__TASK OBJECTIVE__
Retrieve every line of the data holding the word "filename".

__PROVIDED ENTRIES__
━━━━━━━━

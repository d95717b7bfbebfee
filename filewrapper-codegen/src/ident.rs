//! Turning arbitrary strings into C identifier fragments.
//!
//! File names are handled as raw bytes, since paths need not be valid UTF-8.

/// Replaces every byte that is not an ASCII letter or digit with an underscore.
pub fn sanitize(s: impl AsRef<[u8]>) -> String {
   s.as_ref().iter().map(|&b| if b.is_ascii_alphanumeric() { char::from(b) } else { '_' }).collect()
}

/// Returns the part of `path` after the last `/`.
pub fn basename(path: &[u8]) -> &[u8] {
   path.rsplit(|&b| b == b'/').next().unwrap_or(path)
}

/// The identifier used for the table of contents and its accessors.
pub fn toc_ident(name: &str) -> String {
   sanitize(name.replace('-', "_"))
}

/// The include guard of a generated header.
pub fn header_guard(package: &str, toc_ident: &str) -> String {
   sanitize(format!("{}_{}_H_", package, toc_ident))
}

/// The identifier of the constant holding a file's contents.
pub fn data_ident(basename: &[u8]) -> String {
   format!("k{}", sanitize(basename))
}

#[cfg(test)]
mod tests {
   use super::*;

   fn is_identifier_safe(s: &str) -> bool {
      !s.is_empty() && s.bytes().all(|b| b.is_ascii_alphanumeric() || b == b'_')
   }

   #[test]
   fn sanitize_replaces_everything_but_alphanumerics() {
      assert_eq!(sanitize("foo.bin"), "foo_bin");
      assert_eq!(sanitize("a b-c/d"), "a_b_c_d");
      assert_eq!(sanitize("ok123"), "ok123");
      assert_eq!(sanitize("ünï"), "__n__");
      assert_eq!(sanitize(b"n\xe9.bin"), "n__bin");
      assert_eq!(sanitize(""), "");
   }

   #[test]
   fn basename_takes_last_component() {
      assert_eq!(basename(b"foo.bin"), b"foo.bin");
      assert_eq!(basename(b"some/dir/foo.bin"), b"foo.bin");
      assert_eq!(basename(b"/abs/foo"), b"foo");
      assert_eq!(basename(b"dir/"), b"");
      assert_eq!(basename(b"dir/\xff\xfe"), b"\xff\xfe");
   }

   #[test]
   fn identifiers_from_scenario() {
      let toc = toc_ident("my-data");
      assert_eq!(toc, "my_data");
      assert_eq!(data_ident(b"foo.bin"), "kfoo_bin");
      assert_eq!(header_guard("pkg", &toc), "pkg_my_data_H_");
   }

   #[test]
   fn leading_hyphen_name() {
      assert_eq!(toc_ident("-data"), "_data");
   }

   #[test]
   fn identifiers_are_always_safe() {
      let nasty = ["a\"b", "x y.z", "../../etc/passwd", "name\0with\nstuff", "-", "日本"];
      for s in nasty {
         assert!(is_identifier_safe(&toc_ident(s)), "{s:?}");
         assert!(is_identifier_safe(&data_ident(basename(s.as_bytes()))), "{s:?}");
         assert!(is_identifier_safe(&header_guard(s, &toc_ident(s))), "{s:?}");
      }
      assert!(is_identifier_safe(&data_ident(b"\x80\xff\x00")));
   }
}
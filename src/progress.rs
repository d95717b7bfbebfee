//! Progress and error reporting.

use colored::Colorize;

/// Reports a task.
pub fn task(name: &str) {
   eprintln!("{}", name.bold());
}

/// Reports an error that ends the run, along with everything that led to it.
pub fn error(error: &anyhow::Error) {
   eprintln!("{} {:#}", "error:".red().bold(), error);
}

━━━━━━━━

__ANSWER AREA__
filename filewrapper-codegen/src/ident.rs
filename src/progress.rs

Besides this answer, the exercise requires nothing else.